Being born and raised in the South, I have had a lot of experiences with
poison ivy and oak, though I am certainly not an expert. First, I do not
think that you can get it if the vine is dead, and second, yes, it can  
"spread." Some people are much more sensitive to it than other; in fact
some people are immune to it. If you are extremely sensitive to it, it
is possible to get it just by barely brushing against it - the
substance on the leaf which makes you break out is invisible and can
be carried by the wind or a distrubance of the leaf, which might
explain how you got it on your back - it can be picked up and carried
by clothing also and then transferred to your skin. After the bumps
break out on your skin, the most important thing to remember is
DO NOT SCRATCH!. When you pop these blisters, the fluid spreads it
further on your body, wherever the fluid is transferred.
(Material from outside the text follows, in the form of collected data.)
//! Long-running serve mode
//!
//! Owns the background tasks around the engine: catalog reload, periodic
//! metrics summaries and, when enabled, the shared breaker mirror.
//!
//! The `breakers` and `metrics` commands read what this mode leaves on disk:
//! the file-backed breaker store and the exported metrics text.

use std::path::{Path, PathBuf};
use std::sync::Arc;
use std::time::Duration;

use anyhow::{Context, Result};
use tokio::task::JoinSet;
use tokio_util::sync::CancellationToken;
use tracing::{info, warn};

use gateway_core::{load_catalog, BreakerMirror, CatalogError, FileStateStore, GatewayConfig, ProviderRouter};

use crate::build_router;

/// Run until Ctrl-C
pub async fn run(config: GatewayConfig) -> Result<()> {
    info!("Gateway daemon starting");
    info!("Version: {}", env!("CARGO_PKG_VERSION"));
    info!("PID: {}", std::process::id());

    let router = build_router(&config)?;
    info!(
        models = router.registry().model_count(),
        max_retries = router.max_retries(),
        "Routing engine ready"
    );

    let shutdown = CancellationToken::new();
    let mut tasks = JoinSet::new();

    if let Some(path) = config.catalog_path.clone() {
        tasks.spawn(catalog_reload_loop(
            router.clone(),
            path,
            config.catalog_reload_interval,
            shutdown.clone(),
        ));
    }

    tasks.spawn(metrics_log_loop(
        router.clone(),
        config.metrics_log_interval,
        config.metrics_export_path.clone(),
        shutdown.clone(),
    ));

    if config.store_enabled {
        let store = Arc::new(FileStateStore::new(config.store_path.clone()));
        let mirror = BreakerMirror::new(router.breakers().clone(), store, config.store_sync_interval);
        info!(
            instance = %mirror.instance_id(),
            path = %config.store_path.display(),
            "Breaker state mirroring enabled"
        );
        let handle = mirror.spawn(shutdown.clone());
        tasks.spawn(async move {
            if let Err(e) = handle.await {
                warn!(error = %e, "Breaker mirror task ended abnormally");
            }
        });
    }

    tokio::signal::ctrl_c()
        .await
        .context("Failed to listen for Ctrl-C")?;
    info!("Received SIGINT, initiating shutdown");

    shutdown.cancel();
    while let Some(joined) = tasks.join_next().await {
        if let Err(e) = joined {
            warn!(error = %e, "Background task failed during shutdown");
        }
    }

    info!("Gateway daemon stopped cleanly");
    Ok(())
}

/// Re-read the catalog periodically; a bad file keeps the previous catalog
async fn catalog_reload_loop(
    router: Arc<ProviderRouter>,
    path: PathBuf,
    every: Duration,
    shutdown: CancellationToken,
) {
    let mut ticker = tokio::time::interval(every.max(Duration::from_secs(1)));
    // First tick completes immediately; the catalog was loaded at startup
    ticker.tick().await;

    loop {
        tokio::select! {
            () = shutdown.cancelled() => break,
            _ = ticker.tick() => match reload_catalog(&router, &path) {
                Ok((models, emptied)) => info!(models, emptied, "Catalog reloaded"),
                Err(e) => {
                    warn!(path = %path.display(), error = %e, "Catalog reload failed, keeping previous catalog");
                }
            },
        }
    }
}

/// Load `path` and make it the whole catalog
///
/// Returns the number of models read and the number of previously known
/// models left without providers because the file no longer lists them.
pub(crate) fn reload_catalog(router: &ProviderRouter, path: &Path) -> Result<(usize, usize), CatalogError> {
    let models = load_catalog(path)?;
    let count = models.len();
    let emptied = router.replace_catalog(models);
    Ok((count, emptied))
}

/// Write the Prometheus text export, replacing the previous file whole
pub(crate) async fn export_metrics(router: &ProviderRouter, path: &Path) -> std::io::Result<()> {
    if let Some(parent) = path.parent() {
        tokio::fs::create_dir_all(parent).await?;
    }
    let tmp = path.with_extension("prom.tmp");
    tokio::fs::write(&tmp, router.metrics_text()).await?;
    tokio::fs::rename(&tmp, path).await
}

/// Log a metrics summary and refresh the export periodically
async fn metrics_log_loop(
    router: Arc<ProviderRouter>,
    every: Duration,
    export_path: PathBuf,
    shutdown: CancellationToken,
) {
    let mut ticker = tokio::time::interval(every.max(Duration::from_secs(1)));
    ticker.tick().await;
    write_export(&router, &export_path).await;

    loop {
        tokio::select! {
            () = shutdown.cancelled() => break,
            _ = ticker.tick() => {
                write_export(&router, &export_path).await;
                let summary = router.metrics().summary();
                info!(
                    plans = summary.plans,
                    failover_runs = summary.failover_runs,
                    failover_successes = summary.failover_successes,
                    fallbacks = summary.fallbacks,
                    last_resort_calls = summary.last_resort_calls,
                    open_breakers = summary.open_breakers,
                    "Routing metrics"
                );
            }
        }
    }

    // Final numbers for anyone reading after shutdown
    write_export(&router, &export_path).await;
}

async fn write_export(router: &ProviderRouter, path: &Path) {
    if let Err(e) = export_metrics(router, path).await {
        warn!(path = %path.display(), error = %e, "Failed to export metrics");
    }
}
Its easy to
get the fluid under your fingernails, then when you touch another part
of your body,it will spread there. It is possible for your entire body
to be covered, including your eyes and inside your mouth. BE CAREFUL!
I am sure there are many modern medicines on the market now for poison
ivy, but I still use the old stand-by, Calamine lotion. It stops the
itch and also dries up the blisters quickly. You can get this at any
drug store, and use it liberally. You will look like a pink person for
a while, but the results are good. Good luck!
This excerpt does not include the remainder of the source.